* **ASSIGNED TASK**
Copy every line of the data that includes the string "crate".

* **SUPPLIED MATERIAL**
-- -- --
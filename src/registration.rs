//! Trust relationships between one Platform and one Tool.

use crate::error::RepositoryError;
use crate::key::KeyChain;
use std::sync::RwLock;

/// The two sides of a registration.
#[derive(Debug, Clone, Copy, PartialEq, Eq)]
pub enum Party {
    /// The identity issuing side, e.g. a learning system.
    Platform,
    /// The relying side receiving launches.
    Tool,
}

impl Party {
    /// The other side of the registration.
    pub fn counterpart(self) -> Party {
        match self {
            Party::Platform => Party::Tool,
            Party::Tool => Party::Platform,
        }
    }
}

/// The issuing side of a registration.
#[derive(Debug, Clone, PartialEq)]
pub struct Platform {
    /// Platform identifier
    pub identifier: String,
    /// Human readable name
    pub name: String,
    /// Issuer of platform originating messages, audience of tool ones
    pub audience: String,
    /// Where OIDC authentication requests are redirected
    pub oidc_authentication_url: String,
}

/// The relying side of a registration.
#[derive(Debug, Clone, PartialEq)]
pub struct Tool {
    /// Tool identifier
    pub identifier: String,
    /// Human readable name
    pub name: String,
    /// Issuer of tool originating messages, audience of platform ones
    pub audience: String,
    /// Where the platform starts OIDC login initiation
    pub oidc_initiation_url: String,
    /// Default launch target, if any
    pub launch_url: Option<String>,
}

/// One Platform to Tool trust relationship.
///
/// Registrations are unique per (platform audience, client id) pair and are
/// never mutated once built.
#[derive(Debug, Clone, PartialEq)]
pub struct Registration {
    identifier: String,
    client_id: String,
    platform: Platform,
    tool: Tool,
    deployment_ids: Vec<String>,
    platform_key_chain: Option<KeyChain>,
    tool_key_chain: Option<KeyChain>,
    platform_jwks_url: Option<String>,
    tool_jwks_url: Option<String>,
}

impl Registration {
    /// Creates a registration without any key material. Attach keys with the
    /// `with_*` methods.
    pub fn new(
        identifier: impl Into<String>,
        client_id: impl Into<String>,
        platform: Platform,
        tool: Tool,
        deployment_ids: Vec<String>,
    ) -> Self {
        Registration {
            identifier: identifier.into(),
            client_id: client_id.into(),
            platform,
            tool,
            deployment_ids,
            platform_key_chain: None,
            tool_key_chain: None,
            platform_jwks_url: None,
            tool_jwks_url: None,
        }
    }

    /// Sets the key chain locally held for `party`.
    pub fn with_key_chain(mut self, party: Party, key_chain: KeyChain) -> Self {
        match party {
            Party::Platform => self.platform_key_chain = Some(key_chain),
            Party::Tool => self.tool_key_chain = Some(key_chain),
        }
        self
    }

    /// Sets the remote key set endpoint of `party`.
    pub fn with_jwks_url(mut self, party: Party, url: impl Into<String>) -> Self {
        match party {
            Party::Platform => self.platform_jwks_url = Some(url.into()),
            Party::Tool => self.tool_jwks_url = Some(url.into()),
        }
        self
    }

    /// Registration identifier.
    pub fn identifier(&self) -> &str {
        &self.identifier
    }

    /// OAuth client id the platform assigned to the tool.
    pub fn client_id(&self) -> &str {
        &self.client_id
    }

    /// The platform side.
    pub fn platform(&self) -> &Platform {
        &self.platform
    }

    /// The tool side.
    pub fn tool(&self) -> &Tool {
        &self.tool
    }

    /// Every deployment id known to this registration.
    pub fn deployment_ids(&self) -> &[String] {
        &self.deployment_ids
    }

    /// Whether `deployment_id` belongs to this registration.
    pub fn has_deployment_id(&self, deployment_id: &str) -> bool {
        self.deployment_ids.iter().any(|id| id == deployment_id)
    }

    /// The first configured deployment id.
    pub fn default_deployment_id(&self) -> Option<&str> {
        self.deployment_ids.first().map(String::as_str)
    }

    /// Locally held key chain of `party`.
    pub fn key_chain(&self, party: Party) -> Option<&KeyChain> {
        match party {
            Party::Platform => self.platform_key_chain.as_ref(),
            Party::Tool => self.tool_key_chain.as_ref(),
        }
    }

    /// Remote key set endpoint of `party`.
    pub fn jwks_url(&self, party: Party) -> Option<&str> {
        match party {
            Party::Platform => self.platform_jwks_url.as_deref(),
            Party::Tool => self.tool_jwks_url.as_deref(),
        }
    }

    fn matches(&self, issuer: &str, client_id: &str) -> bool {
        self.platform.audience == issuer && self.client_id == client_id
    }
}

/// Lookup of registrations, owned outside the crate.
pub trait RegistrationRepository: Send + Sync {
    /// Finds a registration by its identifier.
    fn find(&self, identifier: &str) -> Result<Option<Registration>, RepositoryError>;

    /// Every known registration.
    fn find_all(&self) -> Result<Vec<Registration>, RepositoryError>;

    /// Finds the registration of `client_id` at the platform issuing as `issuer`.
    fn find_by_platform_issuer(
        &self,
        issuer: &str,
        client_id: &str,
    ) -> Result<Option<Registration>, RepositoryError>;
}

/// [RegistrationRepository] kept in process memory.
#[derive(Debug, Default)]
pub struct InMemoryRegistrationRepository {
    registrations: RwLock<Vec<Registration>>,
}

impl InMemoryRegistrationRepository {
    /// Creates a repository holding `registrations`.
    ///
    /// Fails when two registrations share an identifier or a
    /// (platform audience, client id) pair.
    pub fn new(
        registrations: impl IntoIterator<Item = Registration>,
    ) -> Result<Self, RepositoryError> {
        let repository = Self::default();
        for registration in registrations {
            repository.add(registration)?;
        }
        Ok(repository)
    }

    /// Adds one registration, keeping identifiers and issuer pairs unique.
    pub fn add(&self, registration: Registration) -> Result<(), RepositoryError> {
        let mut registrations = self
            .registrations
            .write()
            .map_err(|_| RepositoryError::new("registration store lock poisoned"))?;

        if registrations.iter().any(|existing| {
            existing.identifier == registration.identifier
                || existing.matches(&registration.platform.audience, &registration.client_id)
        }) {
            return Err(RepositoryError::new(format!(
                "registration {} conflicts with an existing registration",
                registration.identifier
            )));
        }

        registrations.push(registration);
        Ok(())
    }

    fn read<T>(&self, f: impl FnOnce(&[Registration]) -> T) -> Result<T, RepositoryError> {
        let registrations = self
            .registrations
            .read()
            .map_err(|_| RepositoryError::new("registration store lock poisoned"))?;
        Ok(f(&registrations))
    }
}

impl RegistrationRepository for InMemoryRegistrationRepository {
    fn find(&self, identifier: &str) -> Result<Option<Registration>, RepositoryError> {
        self.read(|all| all.iter().find(|r| r.identifier == identifier).cloned())
    }

    fn find_all(&self) -> Result<Vec<Registration>, RepositoryError> {
        self.read(<[Registration]>::to_vec)
    }

    fn find_by_platform_issuer(
        &self,
        issuer: &str,
        client_id: &str,
    ) -> Result<Option<Registration>, RepositoryError> {
        self.read(|all| all.iter().find(|r| r.matches(issuer, client_id)).cloned())
    }
}
//! Key chains, key sets and resolution of verification keys.

use crate::error::KeyError;
use crate::registration::{Party, Registration};
use jsonwebkey as jwk;
use jsonwebtoken as jwt;
use serde::{Deserialize, Serialize};
use std::sync::Arc;
use tracing::debug;

/// A named public key with its optional private counterpart.
#[derive(Debug, Clone, PartialEq)]
pub struct KeyChain {
    identifier: String,
    key_set_name: String,
    public_key: jwk::JsonWebKey,
    private_key: Option<jwk::JsonWebKey>,
    algorithm: jwt::Algorithm,
}

impl KeyChain {
    /// Creates a key chain from already parsed keys. The signing algorithm is
    /// derived from the key type: RS256 for RSA, ES256 for EC, HS256 for
    /// symmetric keys.
    pub fn new(
        identifier: impl Into<String>,
        key_set_name: impl Into<String>,
        public_key: jwk::JsonWebKey,
        private_key: Option<jwk::JsonWebKey>,
    ) -> Result<Self, KeyError> {
        let identifier = identifier.into();

        if let Some(private_key) = &private_key {
            if !private_key.key.is_private() {
                return Err(KeyError::Parsing(format!(
                    "private key of key chain {identifier} holds no private material"
                )));
            }
        }

        let algorithm = match *public_key.key {
            jwk::Key::EC { .. } => jwt::Algorithm::ES256,
            jwk::Key::RSA { .. } => jwt::Algorithm::RS256,
            jwk::Key::Symmetric { .. } => jwt::Algorithm::HS256,
        };

        Ok(KeyChain {
            identifier,
            key_set_name: key_set_name.into(),
            public_key,
            private_key,
            algorithm,
        })
    }

    /// Creates a key chain from JWK JSON documents.
    pub fn from_jwk(
        identifier: impl Into<String>,
        key_set_name: impl Into<String>,
        public_jwk: &str,
        private_jwk: Option<&str>,
    ) -> Result<Self, KeyError> {
        let public_key = parse_jwk(public_jwk)?;
        let private_key = private_jwk.map(parse_jwk).transpose()?;

        Self::new(identifier, key_set_name, public_key, private_key)
    }

    /// Overrides the algorithm used when signing with this chain.
    pub fn with_algorithm(mut self, algorithm: jwt::Algorithm) -> Self {
        self.algorithm = algorithm;
        self
    }

    /// Key chain identifier, used as `kid` of tokens it signs.
    pub fn identifier(&self) -> &str {
        &self.identifier
    }

    /// Name of the key set this chain is published in.
    pub fn key_set_name(&self) -> &str {
        &self.key_set_name
    }

    /// The public key.
    pub fn public_key(&self) -> &jwk::JsonWebKey {
        &self.public_key
    }

    /// The private key, if held.
    pub fn private_key(&self) -> Option<&jwk::JsonWebKey> {
        self.private_key.as_ref()
    }

    /// Signing algorithm.
    pub fn algorithm(&self) -> jwt::Algorithm {
        self.algorithm
    }

    pub(crate) fn encoding_key(&self) -> Result<jwt::EncodingKey, KeyError> {
        self.private_key
            .as_ref()
            .map(|key| key.key.to_encoding_key())
            .ok_or_else(|| KeyError::MissingPrivateKey(self.identifier.clone()))
    }
}

fn parse_jwk(raw: &str) -> Result<jwk::JsonWebKey, KeyError> {
    raw.parse::<jwk::JsonWebKey>()
        .map_err(|e| KeyError::Parsing(e.to_string()))
}

/// A JSON Web Key Set document.
#[derive(Debug, Clone, Default, PartialEq, Serialize, Deserialize)]
pub struct KeySet {
    /// Published keys
    pub keys: Vec<jwk::JsonWebKey>,
}

impl KeySet {
    /// Publishes the public keys of `key_chains`, each under its chain
    /// identifier as `kid`.
    pub fn from_key_chains<'a>(key_chains: impl IntoIterator<Item = &'a KeyChain>) -> Self {
        let keys = key_chains
            .into_iter()
            .map(|chain| {
                let mut key = chain.public_key.clone();
                key.key_id = Some(chain.identifier.clone());
                key
            })
            .collect();

        KeySet { keys }
    }

    /// Finds the key published under `kid`.
    pub fn find(&self, kid: &str) -> Option<&jwk::JsonWebKey> {
        self.keys.iter().find(|key| key.key_id.as_deref() == Some(kid))
    }
}

/// Retrieves a single key from a remote key set endpoint.
///
/// Implementations must fail with [KeyError::Fetch] on transport errors and
/// [KeyError::KeyNotFound] when the set lacks the key id. No retries are
/// expected; callers layer their own policy on top.
pub trait KeyFetcher: Send + Sync {
    /// Fetches the key `key_id` from the key set at `jwks_url`.
    fn fetch_key(&self, jwks_url: &str, key_id: &str) -> Result<jwk::JsonWebKey, KeyError>;
}

/// Produces the key that verifies messages signed by one party of a
/// registration.
#[derive(Clone)]
pub struct KeyResolver {
    fetcher: Arc<dyn KeyFetcher>,
}

impl KeyResolver {
    /// Creates a resolver falling back to `fetcher` for remote key sets.
    pub fn new(fetcher: Arc<dyn KeyFetcher>) -> Self {
        KeyResolver { fetcher }
    }

    /// Resolves the public key of `signer`.
    ///
    /// A locally configured key chain wins and `key_id` is ignored for it;
    /// otherwise the key is fetched from the signer's key set URL.
    pub fn resolve(
        &self,
        registration: &Registration,
        signer: Party,
        key_id: &str,
    ) -> Result<jwk::JsonWebKey, KeyError> {
        if let Some(chain) = registration.key_chain(signer) {
            debug!(
                registration = registration.identifier(),
                key_chain = chain.identifier(),
                "Using locally configured key chain"
            );
            return Ok(chain.public_key().clone());
        }

        let url = registration
            .jwks_url(signer)
            .ok_or_else(|| KeyError::NoKeySource(registration.identifier().to_owned()))?;

        debug!(registration = registration.identifier(), jwks_url = url, kid = key_id, "Fetching key");
        self.fetcher.fetch_key(url, key_id)
    }
}

#[cfg(feature = "http")]
pub use http::HttpKeyFetcher;

#[cfg(feature = "http")]
mod http {
    use super::{KeyFetcher, KeySet};
    use crate::error::KeyError;
    use jsonwebkey as jwk;
    use std::time::Duration;
    use tracing::{info, warn};

    /// [KeyFetcher] downloading key sets over HTTP(S).
    ///
    /// Every request is bounded by the timeout given at construction and is
    /// attempted exactly once.
    #[derive(Debug, Clone)]
    pub struct HttpKeyFetcher {
        client: reqwest::blocking::Client,
    }

    impl HttpKeyFetcher {
        /// Creates a fetcher whose requests give up after `timeout`.
        pub fn new(timeout: Duration) -> Result<Self, KeyError> {
            let client = reqwest::blocking::Client::builder()
                .timeout(timeout)
                .build()
                .map_err(|e| KeyError::Fetch {
                    url: String::new(),
                    reason: e.to_string(),
                })?;

            Ok(HttpKeyFetcher { client })
        }
    }

    impl KeyFetcher for HttpKeyFetcher {
        fn fetch_key(&self, jwks_url: &str, key_id: &str) -> Result<jwk::JsonWebKey, KeyError> {
            info!(jwks_url, "Fetching key set");

            let fetch_error = |e: reqwest::Error| {
                warn!(jwks_url, error = %e, "Key set fetch failed");
                KeyError::Fetch {
                    url: jwks_url.to_owned(),
                    reason: e.to_string(),
                }
            };

            let key_set: KeySet = self
                .client
                .get(jwks_url)
                .send()
                .and_then(|response| response.error_for_status())
                .map_err(fetch_error)?
                .json()
                .map_err(fetch_error)?;

            key_set.find(key_id).cloned().ok_or_else(|| KeyError::KeyNotFound {
                url: jwks_url.to_owned(),
                kid: key_id.to_owned(),
            })
        }
    }
}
-- -- --
* **RESPONSE**
use crate::error::RepositoryError;
use crate::key::KeyChain;
/// Lookup of registrations, owned outside the crate.
use crate::error::KeyError;
use crate::registration::{Party, Registration};
    pub(crate) fn encoding_key(&self) -> Result<jwt::EncodingKey, KeyError> {
    use crate::error::KeyError;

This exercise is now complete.